Kenya Plantation and Agricultural Workers Union has threatened a strike action if the management of a tea company closes down a health facility in Kericho.
KPAWU officials moved to court Friday afternoon and obtained orders against the management of James Finlay barring them from closing down or laying off staff at the Chomogonday health centre pending the hearing of the case in court.
Assistant Secretary General Meshack Khisa said the decision to close down the facility which served up to 20,000 of the tea company's staff and family members was done arbitrarily with no consultations amongst stakeholders.
"We will not sit down and watch while the management of the company shuts down a facility that is funded by workers' money and donor agencies to uplift their lives. Health is a fundamental right for these workers," Khisa said.

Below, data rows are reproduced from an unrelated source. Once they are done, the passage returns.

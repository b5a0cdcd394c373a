//! Text-based rendering for reports

use super::sanitize::sanitize_terminal;
use crate::ambiguity::Ambiguity;
use crate::models::{Confidence, ProcessRecord};
use crate::report::Report;
use crate::socket::{format_endpoint, Connection};
use time::format_description::well_known::Rfc3339;

/// Longest command line shown before truncation
const MAX_CMDLINE: usize = 120;

fn label(record: &ProcessRecord) -> String {
    format!("{} (pid {})", sanitize_terminal(record.name()), record.pid)
}

fn truncate(s: &str, max: usize) -> String {
    if s.chars().count() <= max {
        s.to_string()
    } else {
        let head: String = s.chars().take(max.saturating_sub(3)).collect();
        format!("{}...", head)
    }
}

/// Render a human-readable narrative report
pub fn render_human(report: &Report) -> String {
    let mut out = String::new();
    let proc = report.process();

    out.push_str(&format!("─── Query: {} ───\n\n", sanitize_terminal(&report.target.to_string())));

    out.push_str(&format!("Process     : {}\n", label(proc)));
    out.push_str(&format!(
        "Command     : {}\n",
        sanitize_terminal(&truncate(proc.display_cmdline(), MAX_CMDLINE))
    ));
    if let Some(path) = &proc.facts.exe {
        out.push_str(&format!("Executable  : {}\n", sanitize_terminal(path)));
    }
    match (&proc.facts.user, proc.facts.uid) {
        (Some(user), _) => out.push_str(&format!("User        : {}\n", sanitize_terminal(user))),
        (None, Some(uid)) => out.push_str(&format!("User        : uid {}\n", uid)),
        _ => {}
    }
    if let Some(start) = &proc.facts.started_at {
        if let Ok(formatted) = start.format(&Rfc3339) {
            out.push_str(&format!("Started     : {}\n", formatted));
        }
    }
    if let Some(cwd) = &proc.facts.working_dir {
        out.push_str(&format!("Working Dir : {}\n", sanitize_terminal(cwd)));
    }
    out.push_str(&format!("State       : {}\n", proc.state));

    out.push_str("\nWhy It Exists:\n  ");
    out.push_str(&render_short(report));
    out.push('\n');

    let marker = match report.source.level() {
        Confidence::High => "●",
        Confidence::Medium => "◐",
        Confidence::Low => "○",
    };
    out.push_str(&format!("\nSource      : {} {}", marker, report.source.kind));
    if !report.source.name.is_empty() {
        out.push_str(&format!(" ({})", sanitize_terminal(&report.source.name)));
    }
    out.push_str(&format!(
        " [{} confidence, {:.1}]\n",
        report.source.level(),
        report.source.confidence
    ));
    out.push_str(&format!("  {}\n", sanitize_terminal(&report.source.description())));
    for ev in &report.source.evidence {
        out.push_str(&format!(
            "  ↳ {} (pid {}) matched {} \"{}\"\n",
            sanitize_terminal(&ev.command),
            ev.pid,
            ev.signal,
            sanitize_terminal(&ev.matched)
        ));
    }

    if !report.sockets.is_empty() {
        let endpoints: Vec<String> = report.sockets.iter().map(|s| s.endpoint()).collect();
        out.push_str(&format!("\nListening   : {}\n", endpoints.join(", ")));
    }
    if report.restart_count > 0 {
        out.push_str(&format!("Restarts    : {}\n", report.restart_count));
    }

    if !report.connections.is_empty() {
        out.push('\n');
        out.push_str(&render_connections(&report.connections));
    }

    if !report.warnings.is_empty() {
        out.push_str("\nWarnings:\n");
        for warning in &report.warnings {
            out.push_str(&format!("  ⚠ {}\n", warning));
        }
    }

    if !report.errors.is_empty() {
        out.push('\n');
        for error in &report.errors {
            out.push_str(&format!("✗ Error: {}\n", sanitize_terminal(error)));
        }
    }

    out
}

/// Render the ancestry as an indented tree, root first
pub fn render_tree(report: &Report) -> String {
    let mut out = String::new();
    let last = report.ancestry.len() - 1;

    for (i, record) in report.ancestry.iter().enumerate() {
        let indent = "  ".repeat(i);
        let connector = if i == 0 { "" } else { "└─ " };
        let marker = if i == last { "▶ " } else { "" };
        out.push_str(&format!("{}{}{}{}\n", indent, connector, marker, label(record)));
    }

    if let Some(ppid) = report.ancestry.broken_at() {
        out.push_str(&format!("  (ancestry stops: parent {} has exited)\n", ppid));
    }

    out.push_str(&format!(
        "\n  Source: {} ({} confidence)\n",
        report.source.kind,
        report.source.level()
    ));
    for warning in &report.warnings {
        out.push_str(&format!("  ⚠ {}\n", warning));
    }

    out
}

/// Render the ancestry on one line: `init (pid 1) → sshd (pid 50) → ...`
pub fn render_short(report: &Report) -> String {
    report
        .ancestry
        .iter()
        .map(label)
        .collect::<Vec<_>>()
        .join(" → ")
}

/// Render the numbered disambiguation listing and the re-run hint
pub fn render_ambiguity(ambiguity: &Ambiguity) -> String {
    let mut out = format!(
        "Multiple matching processes found for {}:\n\n",
        sanitize_terminal(&ambiguity.target.to_string())
    );
    for row in ambiguity.listing() {
        out.push_str(&format!(
            "[{}] PID {:<8} {:<16} {}\n",
            row.index,
            row.pid,
            row.label,
            sanitize_terminal(&truncate(&row.description, MAX_CMDLINE))
        ));
    }
    out.push_str("\nRe-run with an explicit PID:\n  witr --pid <pid>\n");
    out
}

/// Render a connection table
pub fn render_connections(connections: &[Connection]) -> String {
    if connections.is_empty() {
        return "No active connections\n".to_string();
    }
    let mut out = format!("Connections ({}):\n", connections.len());
    for conn in connections {
        out.push_str(&format!(
            "  {:<24} → {:<24} {}\n",
            format_endpoint(&conn.local_addr, conn.local_port),
            format_endpoint(&conn.remote_addr, conn.remote_port),
            conn.state
        ));
    }
    out
}

#[cfg(test)]
mod tests {
    use super::*;
    use crate::ambiguity::{Candidate, CandidateOrigin};
    use crate::models::{AncestryChain, Source, SourceKind, Target, Warning};
    use crate::socket::TcpState;

    fn sample_report() -> Report {
        let chain = AncestryChain::from_root_first(vec![
            ProcessRecord::new(1, 0, "init", "/sbin/init"),
            ProcessRecord::new(50, 1, "sshd", "/usr/sbin/sshd -D"),
            ProcessRecord::new(120, 50, "bash", "-bash"),
            ProcessRecord::new(121, 120, "python", "python app.py"),
        ])
        .unwrap();
        let mut report = Report::new(Target::pid("121"), chain);
        report.source = Source::new(SourceKind::Shell, "bash", 0.5);
        report
    }

    #[test]
    fn test_render_short() {
        assert_eq!(
            render_short(&sample_report()),
            "init (pid 1) → sshd (pid 50) → bash (pid 120) → python (pid 121)"
        );
    }

    #[test]
    fn test_render_human_contains_process() {
        let mut report = sample_report();
        report.add_warning(Warning::RunningAsRoot);
        let output = render_human(&report);
        assert!(output.contains("python (pid 121)"));
        assert!(output.contains("python app.py"));
        assert!(output.contains("Interactive Shell (bash)"));
        assert!(output.contains("⚠ Process is running as root"));
    }

    #[test]
    fn test_render_tree_contains_hierarchy() {
        let output = render_tree(&sample_report());
        let lines: Vec<&str> = output.lines().collect();
        assert_eq!(lines[0], "init (pid 1)");
        assert_eq!(lines[1], "  └─ sshd (pid 50)");
        assert_eq!(lines[3], "      └─ ▶ python (pid 121)");
    }

    #[test]
    fn test_render_escapes_hostile_names() {
        let chain = AncestryChain::from_root_first(vec![ProcessRecord::new(
            9,
            0,
            "evil\x1b]0;pwned\x07",
            "evil",
        )])
        .unwrap();
        let report = Report::new(Target::pid("9"), chain);
        let output = render_short(&report);
        assert!(!output.contains('\x1b'));
        assert!(output.contains("\\x1b"));
    }

    #[test]
    fn test_render_ambiguity_listing() {
        let amb = Ambiguity {
            target: Target::name("node"),
            candidates: vec![
                Candidate::new(40, CandidateOrigin::Service, "node /srv/api.js"),
                Candidate::new(41, CandidateOrigin::Manual, "node /srv/worker.js"),
            ],
        };
        let output = render_ambiguity(&amb);
        assert!(output.starts_with("Multiple matching processes found for \"node\""));
        assert!(output.contains("[1] PID 40"));
        assert!(output.contains("service"));
        assert!(output.contains("[2] PID 41"));
        assert!(output.contains("witr --pid <pid>"));
    }

    #[test]
    fn test_render_connections() {
        let conns = vec![Connection {
            pid: 3,
            local_addr: "::1".parse().unwrap(),
            local_port: 5432,
            remote_addr: "::1".parse().unwrap(),
            remote_port: 40000,
            state: TcpState::Established,
        }];
        let output = render_connections(&conns);
        assert!(output.contains("[::1]:5432"));
        assert!(output.contains("ESTABLISHED"));
        assert_eq!(render_connections(&[]), "No active connections\n");
    }
}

Secretary General Henry Masire noted that James Finlay had for the last year undertaken a progressive shut down of most of the dispensaries within their vast plantations from Bomet to Kericho.
Masire argued that the new facility workers were being referred to did not cater for seasonal employees and that it had a smaller bed capacity thus could not accommodate all patients.
After hearing the workers' emergency motion on Friday, Industrial court judge Byram Ongaya issued temporary orders stopping the shut down or the outsourcing of any health services to Unilever tea health centre in Kericho town.
Ongaya further ordered James Finlay to present to court any agreement for the outsourcing of health services between James Finlay and Unilever.
The case will be heard on February 18.